Every entry should be reproduced word for word.

Excerpts from a dataset
====
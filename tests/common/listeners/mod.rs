use anyhow::Result;
use log::debug;
use lurk_admin::{config::LurkConfig, server::LurkServer};
use std::{future::Future, net::SocketAddr, sync::Mutex};
use tokio::task::{yield_now, JoinError, JoinHandle};
use tokio_util::sync::CancellationToken;

pub mod tcp_echo_server;

#[allow(unused_macros)]
macro_rules! cancel_listener {
    ($l:expr) => {
        $l.cancel().await.expect("Failed to cancel async task");
    };
}

#[allow(unused_imports)]
pub(crate) use cancel_listener;

pub trait AsyncListener {
    fn name(&self) -> &'static str;

    fn listen(&mut self) -> impl Future<Output = Result<()>> + Send;

    fn run(self) -> impl Future<Output = AsyncListenerTask> + Send
    where
        Self: Send + Sized + 'static,
    {
        AsyncListenerTask::spawn(self)
    }
}

pub struct AsyncListenerTask {
    handle: JoinHandle<()>,
    token: CancellationToken,
}

impl AsyncListenerTask {
    /// Spawn listener through tokio::spawn with graceful cancellation ability.
    async fn spawn<T>(mut listener: T) -> AsyncListenerTask
    where
        T: AsyncListener + Send + 'static,
    {
        let token = CancellationToken::new();
        let token_clone = token.clone();

        let failure_msg = format!("[AsyncListenerTask] Failure occured while running {} listener", listener.name());

        let handle = tokio::spawn(async move {
            tokio::select! {
                res = listener.listen() => res.expect(&failure_msg),
                _ = token_clone.cancelled() => {
                    debug!(
                        "[AsyncListenerTask] {} listener has been cancelled. Shutting down the task ...",
                        listener.name()
                    );
                }
            }
        });

        yield_now().await;

        AsyncListenerTask { handle, token }
    }

    /// Cancel task and wait for it's termination.
    pub async fn cancel(self) -> Result<(), JoinError> {
        self.token.cancel();
        self.handle.await
    }
}

/*
 * Lurk server listener, binding both the SOCKS5 and management endpoints.
 */

pub struct LurkServerListener {
    server: LurkServer,
}

/// Guards the window between setting `ADMIN` and the `LurkServer` reading it
/// in `UserTable::new`, since the env var is process-global and tests run
/// concurrently.
static ADMIN_ENV_LOCK: Mutex<()> = Mutex::new(());

impl LurkServerListener {
    pub fn new(socks5_addr: SocketAddr, mng_addr: SocketAddr, require_auth: bool) -> LurkServerListener {
        let config = LurkConfig::for_test(socks5_addr, mng_addr, require_auth);
        LurkServerListener {
            server: LurkServer::new(&config).expect("Failed to construct Lurk server"),
        }
    }

    /// Same as `new`, but seeds the user table with an initial `admin` user
    /// (the management protocol's only bootstrap path) before the server
    /// starts accepting connections.
    pub fn new_with_admin(socks5_addr: SocketAddr, mng_addr: SocketAddr, require_auth: bool, admin: &str) -> LurkServerListener {
        let _guard = ADMIN_ENV_LOCK.lock().expect("admin env lock poisoned");
        std::env::set_var("ADMIN", admin);
        let listener = LurkServerListener::new(socks5_addr, mng_addr, require_auth);
        std::env::remove_var("ADMIN");
        listener
    }
}

impl AsyncListener for LurkServerListener {
    fn listen(&mut self) -> impl Future<Output = Result<()>> + Send {
        self.server.run()
    }

    fn name(&self) -> &'static str {
        "Lurk server"
    }
}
====
ANSWER TO THE EXERCISE →
filename tests/common/listeners/mod.rs
use anyhow::Result;
use log::debug;
use lurk_admin::{config::LurkConfig, server::LurkServer};
use std::{future::Future, net::SocketAddr, sync::Mutex};
use tokio::task::{yield_now, JoinError, JoinHandle};
use tokio_util::sync::CancellationToken;

pub mod tcp_echo_server;

#[allow(unused_macros)]
macro_rules! cancel_listener {
    ($l:expr) => {
        $l.cancel().await.expect("Failed to cancel async task");
    };
}

#[allow(unused_imports)]
pub(crate) use cancel_listener;

pub trait AsyncListener {
    fn name(&self) -> &'static str;

    fn listen(&mut self) -> impl Future<Output = Result<()>> + Send;

    fn run(self) -> impl Future<Output = AsyncListenerTask> + Send
    where
        Self: Send + Sized + 'static,
    {
        AsyncListenerTask::spawn(self)
    }
}

pub struct AsyncListenerTask {
    handle: JoinHandle<()>,
    token: CancellationToken,
}

impl AsyncListenerTask {
    /// Spawn listener through tokio::spawn with graceful cancellation ability.
    async fn spawn<T>(mut listener: T) -> AsyncListenerTask
    where
        T: AsyncListener + Send + 'static,
    {
        let token = CancellationToken::new();
        let token_clone = token.clone();

        let failure_msg = format!("[AsyncListenerTask] Failure occured while running {} listener", listener.name());

        let handle = tokio::spawn(async move {
            tokio::select! {
                res = listener.listen() => res.expect(&failure_msg),
                _ = token_clone.cancelled() => {
                    debug!(
                        "[AsyncListenerTask] {} listener has been cancelled. Shutting down the task ...",
                        listener.name()
                    );
                }
            }
        });

        yield_now().await;

        AsyncListenerTask { handle, token }
    }

    /// Cancel task and wait for it's termination.
    pub async fn cancel(self) -> Result<(), JoinError> {
        self.token.cancel();
        self.handle.await
    }
}

/*
 * Lurk server listener, binding both the SOCKS5 and management endpoints.
 */

pub struct LurkServerListener {
    server: LurkServer,
}

/// Guards the window between setting `ADMIN` and the `LurkServer` reading it
/// in `UserTable::new`, since the env var is process-global and tests run
/// concurrently.
static ADMIN_ENV_LOCK: Mutex<()> = Mutex::new(());

impl LurkServerListener {
    pub fn new(socks5_addr: SocketAddr, mng_addr: SocketAddr, require_auth: bool) -> LurkServerListener {
        let config = LurkConfig::for_test(socks5_addr, mng_addr, require_auth);
        LurkServerListener {
            server: LurkServer::new(&config).expect("Failed to construct Lurk server"),
        }
    }

    /// Same as `new`, but seeds the user table with an initial `admin` user
    /// (the management protocol's only bootstrap path) before the server
    /// starts accepting connections.
    pub fn new_with_admin(socks5_addr: SocketAddr, mng_addr: SocketAddr, require_auth: bool, admin: &str) -> LurkServerListener {
        let _guard = ADMIN_ENV_LOCK.lock().expect("admin env lock poisoned");
        std::env::set_var("ADMIN", admin);
        let listener = LurkServerListener::new(socks5_addr, mng_addr, require_auth);
        std::env::remove_var("ADMIN");
        listener
    }
}

impl AsyncListener for LurkServerListener {
    fn listen(&mut self) -> impl Future<Output = Result<()>> + Send {
        self.server.run()
    }

    fn name(&self) -> &'static str {
        "Lurk server"
    }
}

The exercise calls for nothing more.